## ASSIGNED TASK
Across all the entries below, count each line that holds "AssessmentSubmission" and report the figure only.

## EXCERPTED RECORDS
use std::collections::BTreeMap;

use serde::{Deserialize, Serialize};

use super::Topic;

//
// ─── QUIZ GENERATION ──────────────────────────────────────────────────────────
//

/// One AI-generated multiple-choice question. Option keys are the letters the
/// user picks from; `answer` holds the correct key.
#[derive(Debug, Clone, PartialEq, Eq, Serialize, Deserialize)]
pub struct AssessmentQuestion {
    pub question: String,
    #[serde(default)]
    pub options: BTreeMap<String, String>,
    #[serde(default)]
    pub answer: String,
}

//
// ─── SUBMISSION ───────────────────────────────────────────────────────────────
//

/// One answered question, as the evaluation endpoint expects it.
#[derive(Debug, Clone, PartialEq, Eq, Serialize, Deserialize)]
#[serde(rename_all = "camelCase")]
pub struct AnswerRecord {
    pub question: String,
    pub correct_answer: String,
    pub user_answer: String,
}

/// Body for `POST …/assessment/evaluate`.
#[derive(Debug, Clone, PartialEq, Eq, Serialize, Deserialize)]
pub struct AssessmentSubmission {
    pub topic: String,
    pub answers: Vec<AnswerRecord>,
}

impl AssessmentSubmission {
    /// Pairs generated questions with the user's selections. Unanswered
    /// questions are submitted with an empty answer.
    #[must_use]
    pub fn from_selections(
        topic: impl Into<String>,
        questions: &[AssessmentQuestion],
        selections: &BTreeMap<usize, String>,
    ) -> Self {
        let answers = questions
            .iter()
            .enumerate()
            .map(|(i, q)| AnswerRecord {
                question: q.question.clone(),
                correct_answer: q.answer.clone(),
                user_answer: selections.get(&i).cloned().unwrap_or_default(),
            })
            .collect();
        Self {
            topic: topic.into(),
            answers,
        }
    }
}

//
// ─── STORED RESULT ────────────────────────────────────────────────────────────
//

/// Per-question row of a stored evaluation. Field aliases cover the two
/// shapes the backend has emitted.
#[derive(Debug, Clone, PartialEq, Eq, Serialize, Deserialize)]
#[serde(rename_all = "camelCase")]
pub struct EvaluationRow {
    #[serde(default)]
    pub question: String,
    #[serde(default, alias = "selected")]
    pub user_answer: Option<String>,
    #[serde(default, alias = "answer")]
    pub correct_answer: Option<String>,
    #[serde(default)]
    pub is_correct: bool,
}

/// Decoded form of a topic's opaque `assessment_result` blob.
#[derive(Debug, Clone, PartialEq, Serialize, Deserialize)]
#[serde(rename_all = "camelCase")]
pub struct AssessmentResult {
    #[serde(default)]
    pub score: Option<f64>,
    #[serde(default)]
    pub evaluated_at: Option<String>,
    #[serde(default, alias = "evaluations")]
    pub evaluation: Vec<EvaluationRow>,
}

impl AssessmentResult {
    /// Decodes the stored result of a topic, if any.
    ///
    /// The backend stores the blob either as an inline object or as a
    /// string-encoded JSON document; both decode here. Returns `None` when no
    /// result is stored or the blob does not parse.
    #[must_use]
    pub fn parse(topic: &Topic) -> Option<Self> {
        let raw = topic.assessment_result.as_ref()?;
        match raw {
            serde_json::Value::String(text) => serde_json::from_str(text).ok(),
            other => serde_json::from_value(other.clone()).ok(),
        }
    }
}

## REPLY TO THE EXERCISE
2